Extracted information =>

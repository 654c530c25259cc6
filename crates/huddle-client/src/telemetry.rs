//! Typing activity telemetry.
//!
//! A self-contained pipeline: events are queued, collapsed, and submitted in
//! batches. Failed batches are retried at a fixed interval, then submitted
//! event by event. Nothing here ever blocks or fails message sending.

use std::{
    collections::BTreeMap,
    ops::Sub,
    time::{Duration, Instant},
};

use huddle_proto::api::TrackedEvent;
use tracing::{debug, warn};

/// Time between periodic flushes.
pub const DEFAULT_FLUSH_INTERVAL: Duration = Duration::from_secs(10);

/// Queue length that triggers an immediate flush.
pub const DEFAULT_MAX_BATCH: usize = 20;

/// Submissions of one batch before falling back to single events.
pub const DEFAULT_RETRY_ATTEMPTS: u32 = 3;

/// Wait between submissions of a failed batch.
pub const DEFAULT_RETRY_INTERVAL: Duration = Duration::from_secs(2);

/// Telemetry configuration
#[derive(Debug, Clone, PartialEq, Eq)]
pub struct TelemetryConfig {
    /// Time between periodic flushes
    pub flush_interval: Duration,
    /// Queue length that triggers an immediate flush
    pub max_batch: usize,
    /// Submissions of one batch before falling back to single events
    pub max_attempts: u32,
    /// Wait between submissions of a failed batch
    pub retry_interval: Duration,
}

impl Default for TelemetryConfig {
    fn default() -> Self {
        Self {
            flush_interval: DEFAULT_FLUSH_INTERVAL,
            max_batch: DEFAULT_MAX_BATCH,
            max_attempts: DEFAULT_RETRY_ATTEMPTS,
            retry_interval: DEFAULT_RETRY_INTERVAL,
        }
    }
}

/// Why the queue was flushed.
#[derive(Debug, Clone, Copy, PartialEq, Eq)]
pub enum FlushReason {
    /// Flush interval elapsed.
    Interval,
    /// Queue reached the batch size.
    BatchFull,
    /// A chat message was sent.
    MessageSent,
    /// The page is going away.
    Unload,
}

/// Submissions for the driver to perform.
#[derive(Debug, Clone, PartialEq, Eq)]
pub enum TelemetryAction {
    /// POST the events as one batch and report the outcome with `batch_id`.
    SubmitBatch {
        /// Correlates the outcome
        batch_id: u64,
        /// Events in the batch
        events: Vec<TrackedEvent>,
        /// Submission number, starting at 1
        attempt: u32,
    },
    /// POST one event. Fire and forget.
    SubmitEvent(TrackedEvent),
}

#[derive(Debug, Clone)]
struct InFlight<I> {
    events: Vec<TrackedEvent>,
    attempt: u32,
    /// Set while waiting to resubmit
    failed_at: Option<I>,
}

/// Typing activity batcher.
///
/// This is a pure state machine - no I/O, no Environment storage.
#[derive(Debug, Clone)]
pub struct TelemetryBatcher<I = Instant>
where
    I: Copy + Ord + Send + Sync + Sub<Output = Duration>,
{
    config: TelemetryConfig,
    queue: Vec<TrackedEvent>,
    last_flush: Option<I>,
    batches: BTreeMap<u64, InFlight<I>>,
    next_batch_id: u64,
}

impl<I> TelemetryBatcher<I>
where
    I: Copy + Ord + Send + Sync + Sub<Output = Duration>,
{
    /// Create an empty batcher.
    pub fn new(config: TelemetryConfig) -> Self {
        Self {
            config,
            queue: Vec::new(),
            last_flush: None,
            batches: BTreeMap::new(),
            next_batch_id: 0,
        }
    }

    /// Queued events not yet submitted.
    pub fn queued(&self) -> &[TrackedEvent] {
        &self.queue
    }

    /// Batches awaiting an outcome or a retry.
    pub fn batches_in_flight(&self) -> usize {
        self.batches.len()
    }

    /// Queue an event.
    ///
    /// If the newest queued event is for the same room and one content
    /// contains the other, the new event replaces it. Reaching the batch
    /// size flushes immediately.
    pub fn record(&mut self, event: TrackedEvent, now: I) -> Vec<TelemetryAction> {
        self.last_flush.get_or_insert(now);

        match self.queue.last_mut() {
            Some(last) if collapses(last, &event) => *last = event,
            _ => self.queue.push(event),
        }

        if self.queue.len() >= self.config.max_batch {
            return self.flush(FlushReason::BatchFull, now);
        }
        Vec::new()
    }

    /// Submit everything queued as one batch.
    pub fn flush(&mut self, reason: FlushReason, now: I) -> Vec<TelemetryAction> {
        self.last_flush = Some(now);
        if self.queue.is_empty() {
            return Vec::new();
        }

        self.next_batch_id += 1;
        let batch_id = self.next_batch_id;
        let events = std::mem::take(&mut self.queue);

        debug!(batch_id, count = events.len(), ?reason, "flushing telemetry");
        self.batches
            .insert(batch_id, InFlight { events: events.clone(), attempt: 1, failed_at: None });

        vec![TelemetryAction::SubmitBatch { batch_id, events, attempt: 1 }]
    }

    /// Outcome of a batch submission.
    ///
    /// A failure schedules a resubmission after the retry interval. After the
    /// last attempt fails, each event is submitted on its own, once.
    pub fn on_result(&mut self, batch_id: u64, ok: bool, now: I) -> Vec<TelemetryAction> {
        if ok {
            self.batches.remove(&batch_id);
            return Vec::new();
        }

        let Some(batch) = self.batches.get_mut(&batch_id) else {
            return Vec::new();
        };

        if batch.attempt < self.config.max_attempts {
            batch.failed_at = Some(now);
            return Vec::new();
        }

        let Some(batch) = self.batches.remove(&batch_id) else {
            return Vec::new();
        };
        warn!(batch_id, count = batch.events.len(), "telemetry batch failed, sending singly");
        batch.events.into_iter().map(TelemetryAction::SubmitEvent).collect()
    }

    /// Periodic flush and due retries.
    pub fn tick(&mut self, now: I) -> Vec<TelemetryAction> {
        let mut actions = Vec::new();
        let retry_interval = self.config.retry_interval;

        for (&batch_id, batch) in &mut self.batches {
            let Some(failed_at) = batch.failed_at else { continue };
            if elapsed(now, failed_at) < retry_interval {
                continue;
            }
            batch.failed_at = None;
            batch.attempt += 1;
            actions.push(TelemetryAction::SubmitBatch {
                batch_id,
                events: batch.events.clone(),
                attempt: batch.attempt,
            });
        }

        let last = *self.last_flush.get_or_insert(now);
        if elapsed(now, last) >= self.config.flush_interval {
            actions.extend(self.flush(FlushReason::Interval, now));
        }

        actions
    }
}

impl<I> Default for TelemetryBatcher<I>
where
    I: Copy + Ord + Send + Sync + Sub<Output = Duration>,
{
    fn default() -> Self {
        Self::new(TelemetryConfig::default())
    }
}

fn collapses(last: &TrackedEvent, next: &TrackedEvent) -> bool {
    last.event_type == next.event_type
        && last.group_id == next.group_id
        && (next.content.contains(&last.content) || last.content.contains(&next.content))
}

fn elapsed<I>(now: I, since: I) -> Duration
where
    I: Copy + Ord + Sub<Output = Duration>,
{
    if now >= since { now - since } else { Duration::ZERO }
}
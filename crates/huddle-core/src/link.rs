//! Observable link state.

use std::fmt;

/// State of a room's real-time link, as shown by status indicators.
///
/// ```text
/// Disconnected ──connect──> Connecting ──ok──> Connected
///       ^                     │    ^              │
///       │ offline/exhausted   │    │ retry due    │ lost
///       │                     v    │              │
///       └──────────────── Reconnecting <──────────┘
/// ```
#[derive(Debug, Clone, Copy, PartialEq, Eq, Hash, Default)]
pub enum LinkState {
    /// No link and no retry scheduled.
    #[default]
    Disconnected,
    /// A dial is in progress.
    Connecting,
    /// Link established and subscribed.
    Connected,
    /// Waiting for a scheduled retry.
    Reconnecting,
}

impl LinkState {
    /// Lowercase label (`connected`, `connecting`, ...).
    pub fn as_str(self) -> &'static str {
        match self {
            Self::Disconnected => "disconnected",
            Self::Connecting => "connecting",
            Self::Connected => "connected",
            Self::Reconnecting => "reconnecting",
        }
    }

    /// True if the link is usable or about to be.
    ///
    /// A cached link in one of these states is reused instead of dialing
    /// again.
    pub fn is_live(self) -> bool {
        matches!(self, Self::Connected | Self::Connecting)
    }

    /// Compact encoding for atomic storage.
    pub fn to_u8(self) -> u8 {
        match self {
            Self::Disconnected => 0,
            Self::Connecting => 1,
            Self::Connected => 2,
            Self::Reconnecting => 3,
        }
    }

    /// Inverse of [`Self::to_u8`]. Unknown values read as disconnected.
    pub fn from_u8(value: u8) -> Self {
        match value {
            1 => Self::Connecting,
            2 => Self::Connected,
            3 => Self::Reconnecting,
            _ => Self::Disconnected,
        }
    }
}

impl fmt::Display for LinkState {
    fn fmt(&self, f: &mut fmt::Formatter<'_>) -> fmt::Result {
        f.write_str(self.as_str())
    }
}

What you need to do => When a line in the material above includes the word "triggers", copy that line.

Written reply =>
/// Queue length that triggers an immediate flush.
    /// Queue length that triggers an immediate flush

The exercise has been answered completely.